The Minister of Health, Dr Aaron Motsoaledi, visited the University of Pretoria as part of his campaign to explain the importance and relevance of the Government's new health plan: the National Health Insurance (NHI). The aim of the NHI is to make South Africa's healthcare system accessible to everyone, including the poorest segment of the population.
Over the past few weeks Minister Motsoaledi has addressed different constituencies and visited pilot districts where the NHI project will be launched. At the University of Pretoria, he spoke before more than 200 school principals, teachers and School Governing Body committee members from the Tshwane district. Some of the project activities to be undertaken in the pilot districts concern school health.
The South African Government has published a plan for the NHI that is intended to provide a good healthcare service by sharing the available funds among all citizens.
Minister Motsoaledi criticised the current healthcare system as having been designed for the privileged few. With the NHI, received health benefits will depend on the patient's illness – not on how wealthy he/she is. Hospitals, clinics, doctors, specialists, dentists, nurses and all other health workers will therefore be equally accessible to the whole population.

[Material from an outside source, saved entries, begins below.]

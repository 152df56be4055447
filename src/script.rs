//! Replayable editing scripts
//!
//! A script is a TOML list of editor actions. Pens can be referenced by id or
//! by name, so pens created earlier in the same script are reachable without
//! knowing their temporary ids.
//!
//! ```toml
//! [[action]]
//! kind = "create"
//! name = "Calves"
//! capacity = 12
//!
//! [[action]]
//! kind = "place"
//! pen = "Calves"
//! row = 1
//! col = 3
//! col_span = 2
//! ```

use std::fmt;
use std::path::Path;

use serde::Deserialize;
use thiserror::Error;
use tracing::debug;

use crate::api::LayoutApi;
use crate::editor::{BarnLayoutEditor, EditorError, PixelPoint, PixelSize, Prompter};
use crate::layout::{GridRect, LayoutError, PenId};

/// Errors loading or replaying a script
#[derive(Debug, Error)]
pub enum ScriptError {
    #[error("Failed to read script file: {0}")]
    Io(#[from] std::io::Error),

    #[error("Failed to parse script TOML: {0}")]
    Parse(#[from] toml::de::Error),

    /// No pen in the session matches the reference
    #[error("action {index}: no pen matches {reference}")]
    UnknownPen { index: usize, reference: PenRef },

    /// The editor rejected an action
    #[error("action {index} ({kind}) failed: {source}")]
    Action {
        index: usize,
        kind: &'static str,
        #[source]
        source: EditorError,
    },
}

/// A pen by id or by name
#[derive(Debug, Clone, PartialEq, Eq, Deserialize)]
#[serde(untagged)]
pub enum PenRef {
    Id(i64),
    Name(String),
}

impl fmt::Display for PenRef {
    fn fmt(&self, f: &mut fmt::Formatter<'_>) -> fmt::Result {
        match self {
            PenRef::Id(id) => write!(f, "pen id {}", id),
            PenRef::Name(name) => write!(f, "pen '{}'", name),
        }
    }
}

fn one() -> u32 {
    1
}

/// One editor action. Grid positions are 1-based, pixel positions are canvas
/// coordinates.
#[derive(Debug, Clone, PartialEq, Deserialize)]
#[serde(tag = "kind", rename_all = "snake_case")]
pub enum Action {
    /// Add a pen to the sidebar
    Create { name: String, capacity: i64 },
    /// Delete an unplaced pen (asks for confirmation)
    Delete { pen: PenRef },
    /// Place a pen at a grid cell
    Place {
        pen: PenRef,
        row: u32,
        col: u32,
        #[serde(default = "one")]
        row_span: u32,
        #[serde(default = "one")]
        col_span: u32,
    },
    /// Drag an unplaced pen from the sidebar and drop it at a canvas point
    Drop { pen: PenRef, x: f64, y: f64 },
    /// Drag a placed pen to a new canvas position
    Move { pen: PenRef, x: f64, y: f64 },
    /// Resize a placed pen to a pixel rectangle
    Resize {
        pen: PenRef,
        x: f64,
        y: f64,
        width: f64,
        height: f64,
    },
    /// Take a placed pen off the grid
    Remove { pen: PenRef },
}

impl Action {
    pub fn kind(&self) -> &'static str {
        match self {
            Action::Create { .. } => "create",
            Action::Delete { .. } => "delete",
            Action::Place { .. } => "place",
            Action::Drop { .. } => "drop",
            Action::Move { .. } => "move",
            Action::Resize { .. } => "resize",
            Action::Remove { .. } => "remove",
        }
    }

    fn pen(&self) -> Option<&PenRef> {
        match self {
            Action::Create { .. } => None,
            Action::Delete { pen }
            | Action::Place { pen, .. }
            | Action::Drop { pen, .. }
            | Action::Move { pen, .. }
            | Action::Resize { pen, .. }
            | Action::Remove { pen } => Some(pen),
        }
    }
}

/// A list of actions replayed in order
#[derive(Debug, Clone, Default, PartialEq, Deserialize)]
pub struct Script {
    #[serde(rename = "action", default)]
    pub actions: Vec<Action>,
}

/// What a replay changed
#[derive(Debug, Clone, Default, PartialEq, Eq)]
pub struct ScriptReport {
    /// Actions that took effect
    pub applied: usize,
    /// Deletions the user declined
    pub declined: usize,
    /// Moves that left the pen where it was
    pub unchanged: usize,
    /// Pens pushed back to the sidebar by placements
    pub evicted: Vec<PenId>,
}

impl Script {
    /// Load a script from a TOML file
    pub fn from_file(path: &Path) -> Result<Self, ScriptError> {
        let content = std::fs::read_to_string(path)?;
        Self::from_str(&content)
    }

    /// Load a script from a TOML string
    #[allow(clippy::should_implement_trait)]
    pub fn from_str(content: &str) -> Result<Self, ScriptError> {
        Ok(toml::from_str(content)?)
    }

    /// Replay every action against a loaded editor, stopping at the first
    /// failure. Actions before the failure stay applied to the session.
    pub fn replay<A: LayoutApi, P: Prompter>(
        &self,
        editor: &mut BarnLayoutEditor<A, P>,
    ) -> Result<ScriptReport, ScriptError> {
        let mut report = ScriptReport::default();

        for (index, action) in self.actions.iter().enumerate() {
            let index = index + 1;
            let pen = match action.pen() {
                Some(reference) => Some(resolve(editor, reference).ok_or_else(|| {
                    ScriptError::UnknownPen {
                        index,
                        reference: reference.clone(),
                    }
                })?),
                None => None,
            };
            debug!(index, kind = action.kind(), ?pen, "replaying action");

            apply(editor, action, pen, &mut report).map_err(|source| ScriptError::Action {
                index,
                kind: action.kind(),
                source,
            })?;
        }

        Ok(report)
    }
}

fn apply<A: LayoutApi, P: Prompter>(
    editor: &mut BarnLayoutEditor<A, P>,
    action: &Action,
    pen: Option<PenId>,
    report: &mut ScriptReport,
) -> Result<(), EditorError> {
    // Every action except `create` resolved its pen before getting here.
    let id = pen.unwrap_or(PenId(0));

    match action {
        Action::Create { name, capacity } => {
            editor.create_pen(name, *capacity)?;
        }
        Action::Delete { .. } => {
            if !editor.delete_unplaced_pen(id)? {
                report.declined += 1;
                return Ok(());
            }
        }
        Action::Place {
            row,
            col,
            row_span,
            col_span,
            ..
        } => {
            if *row == 0 || *col == 0 {
                return Err(LayoutError::malformed(
                    id.to_string(),
                    "grid row and column start at 1",
                )
                .into());
            }
            let rect = GridRect::new(col - 1, row - 1, *col_span, *row_span)?;
            let placement = editor.place_at(id, rect)?;
            report.evicted.extend(placement.evicted);
        }
        Action::Drop { x, y, .. } => {
            editor.begin_sidebar_drag(id)?;
            let placement = editor.drop_on_grid(PixelPoint::new(*x, *y))?;
            report.evicted.extend(placement.evicted);
        }
        Action::Move { x, y, .. } => {
            editor.begin_move(id)?;
            match editor.end_move(id, PixelPoint::new(*x, *y))? {
                Some(placement) => report.evicted.extend(placement.evicted),
                None => {
                    report.unchanged += 1;
                    return Ok(());
                }
            }
        }
        Action::Resize {
            x,
            y,
            width,
            height,
            ..
        } => {
            editor.begin_resize(id)?;
            let placement =
                editor.end_resize(id, PixelPoint::new(*x, *y), PixelSize::new(*width, *height))?;
            report.evicted.extend(placement.evicted);
        }
        Action::Remove { .. } => {
            editor.remove_placed_pen(id)?;
        }
    }

    report.applied += 1;
    Ok(())
}

/// Find a pen in the editor's session, placed pens first
fn resolve<A: LayoutApi, P: Prompter>(
    editor: &BarnLayoutEditor<A, P>,
    reference: &PenRef,
) -> Option<PenId> {
    let session = editor.session()?;
    match reference {
        PenRef::Id(id) => {
            let id = PenId(*id);
            (session.placed_pen(id).is_some() || session.unplaced_pen(id).is_some()).then_some(id)
        }
        PenRef::Name(name) => session
            .placed()
            .iter()
            .find(|p| &p.name == name)
            .map(|p| p.id)
            .or_else(|| {
                session
                    .unplaced()
                    .iter()
                    .find(|p| &p.pen_name == name)
                    .map(|p| p.pen_id)
            }),
    }
}

#[cfg(test)]
mod tests {
    use super::*;
    use pretty_assertions::assert_eq;

    #[test]
    fn test_parse_actions() {
        let script = Script::from_str(
            r#"
[[action]]
kind = "create"
name = "Calves"
capacity = 12

[[action]]
kind = "place"
pen = "Calves"
row = 2
col = 3
col_span = 2

[[action]]
kind = "move"
pen = 7
x = 250.0
y = 40.0
"#,
        )
        .unwrap();

        assert_eq!(
            script.actions,
            vec![
                Action::Create {
                    name: "Calves".to_string(),
                    capacity: 12
                },
                Action::Place {
                    pen: PenRef::Name("Calves".to_string()),
                    row: 2,
                    col: 3,
                    row_span: 1,
                    col_span: 2
                },
                Action::Move {
                    pen: PenRef::Id(7),
                    x: 250.0,
                    y: 40.0
                },
            ]
        );
    }

    #[test]
    fn test_empty_script() {
        assert!(Script::from_str("").unwrap().actions.is_empty());
    }

    #[test]
    fn test_unknown_kind_rejected() {
        let err = Script::from_str("[[action]]\nkind = \"rotate\"\npen = 1\n").unwrap_err();
        assert!(matches!(err, ScriptError::Parse(_)));
    }

    #[test]
    fn test_pen_ref_display() {
        assert_eq!(PenRef::Id(-2).to_string(), "pen id -2");
        assert_eq!(PenRef::Name("North".into()).to_string(), "pen 'North'");
    }
}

Minister Motsoaledi said the introduction of the NHI supports the main goal and objective of the World Health Organisation (WHO), namely ‘the attainment by all peoples of the highest possible level of health’.
He further stated that the NHI conforms to the consensus reached by the international community at the United Nations Millennium Summit in 2000, which strives to achieve eight critical economic and social development priorities by 2015.
The South African Department of Health has made significant strides in reaching the eight Millennium Goals. The introduction of the NHI will help tackle several of these goals, which include reducing child mortality, improving maternal health, and combating HIV/AIDS, malaria and other diseases.
Minister Motsoaledi said South Africans need better value for healthcare. The already heavy burden on high income earners has been further exacerbated by skyrocketing medical costs in recent years. Working people spend a large part of their salary on medical aid, which often causes financial difficulties.
According to the Minister the NHI will reduce the cost of private healthcare and still provide a good income for health professionals and health institutions in the private sector. It will also employ a more cost-effective method of payment compared to current medical aid schemes.
How will NHI work?
The NHI Fund will provide financial assistance for healthcare but will not manage hospitals, clinics or the practices of GPs, dentists, specialists and other health professionals. The NHI Fund will, however, enter into contracts with public and private hospitals, specialists, public clinics and private GP practices to deliver free health services to all South African citizens and legal residents.
The NHI Fund will provide financial assistance only to health facilities that meet the required quality standards as set out by the Office for Health Standards Compliance.